What Warm-up Book Do You Use?

Tips That Click this month explores what goes on in the first minutes of band class in outstanding programs. I was able to sit down with three experienced teachers for a few minutes and “pick their brains” about what has worked well for them in efficiently warming up and developing technical skills with their bands.

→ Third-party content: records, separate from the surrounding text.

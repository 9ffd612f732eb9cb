//! Serial link configuration

use crate::error::LinkError;
use ::config::{Config, Environment, File};
use frame_protocol::wire::MAX_FRAME_LEN;
use serde::{Deserialize, Serialize};
use std::path::Path;
use std::time::Duration;

/// Prefix for environment overrides, e.g. `SENSOR_LINK_BAUD_RATE=921600`
pub const ENV_PREFIX: &str = "SENSOR_LINK";

/// Serial link configuration
#[derive(Debug, Clone, PartialEq, Serialize, Deserialize)]
#[serde(default)]
pub struct LinkConfig {
    /// Serial device path
    pub port: String,

    /// Line rate, 8N1 framing
    pub baud_rate: u32,

    /// Per-call read timeout of the serial port (milliseconds)
    pub read_timeout_ms: u64,

    /// Inbound byte buffer capacity
    pub rx_capacity: usize,

    /// Outbound byte buffer capacity
    pub tx_capacity: usize,

    /// Maximum bytes the TX worker hands to one transport write
    pub tx_chunk_size: usize,

    /// Sleep when a worker finds nothing to do (microseconds)
    pub idle_poll_us: u64,

    /// Sleep after an I/O failure before retrying (milliseconds)
    pub error_backoff_ms: u64,

    /// Per-worker join timeout on shutdown (milliseconds)
    pub shutdown_timeout_ms: u64,

    /// Pending error reports kept for the application
    pub error_channel_capacity: usize,

    /// Log filter used by the monitor binary
    pub log_level: String,
}

impl Default for LinkConfig {
    fn default() -> Self {
        Self {
            port: "/dev/ttyUSB0".to_string(),
            baud_rate: 115_200,
            read_timeout_ms: 1000,
            rx_capacity: ring_buffer::DEFAULT_CAPACITY,
            tx_capacity: ring_buffer::DEFAULT_CAPACITY,
            tx_chunk_size: 1024,
            idle_poll_us: 1000,
            error_backoff_ms: 100,
            shutdown_timeout_ms: 1000,
            error_channel_capacity: 256,
            log_level: "info".to_string(),
        }
    }
}

impl LinkConfig {
    /// Defaults for a given device and line rate
    pub fn new(port: impl Into<String>, baud_rate: u32) -> Self {
        Self {
            port: port.into(),
            baud_rate,
            ..Default::default()
        }
    }

    /// Load configuration from defaults, an optional file, then environment
    ///
    /// Later sources override earlier ones. A file passed explicitly must
    /// exist; its format is picked from the extension.
    pub fn load(path: Option<&Path>) -> Result<Self, LinkError> {
        let mut builder = Config::builder().add_source(Config::try_from(&Self::default())?);
        if let Some(path) = path {
            builder = builder.add_source(File::from(path));
        }

        let config: Self = builder
            .add_source(Environment::with_prefix(ENV_PREFIX).try_parsing(true))
            .build()?
            .try_deserialize()?;

        config.validate()?;
        Ok(config)
    }

    /// Reject values the workers cannot run with
    pub fn validate(&self) -> Result<(), LinkError> {
        let invalid = |msg: &str| Err(LinkError::InvalidConfig(msg.to_string()));

        if self.port.trim().is_empty() {
            return invalid("port must not be empty");
        }
        if self.baud_rate == 0 {
            return invalid("baud_rate must be positive");
        }
        if self.rx_capacity < MAX_FRAME_LEN {
            return Err(LinkError::InvalidConfig(format!(
                "rx_capacity must hold the longest frame ({MAX_FRAME_LEN} bytes), got {}",
                self.rx_capacity
            )));
        }
        if self.tx_capacity == 0 {
            return invalid("tx_capacity must be positive");
        }
        if self.tx_chunk_size == 0 {
            return invalid("tx_chunk_size must be positive");
        }
        if self.error_channel_capacity == 0 {
            return invalid("error_channel_capacity must be positive");
        }
        Ok(())
    }

    pub fn read_timeout(&self) -> Duration {
        Duration::from_millis(self.read_timeout_ms)
    }

    pub fn idle_poll(&self) -> Duration {
        Duration::from_micros(self.idle_poll_us)
    }

    pub fn error_backoff(&self) -> Duration {
        Duration::from_millis(self.error_backoff_ms)
    }

    pub fn shutdown_timeout(&self) -> Duration {
        Duration::from_millis(self.shutdown_timeout_ms)
    }
}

Randall Key is the Band Director at Hartselle High School, where he has served for 11 of his total 21 years teaching. He previously served as Assistant at Cullman High School. “We begin each rehearsal with intervals, the five note scale legato, slurred, marcato, and then 12 major scales.

After the

scales we use Symphonic Warm-Ups For Band by Claude T. Smith throughout symphonic season. We also use rhythm pages 40 and 41 from Exercises for Ensemble Drill by Raymond C. Fussell. Starting 2nd semester we add 42 Chorales For Band edited by Philip Gordon. I like the Claude T. Smith book because it has rhythm pages, etudes, and contemporary chorales. The etudes and chorales are written in every key and it challenges band students in several different areas”.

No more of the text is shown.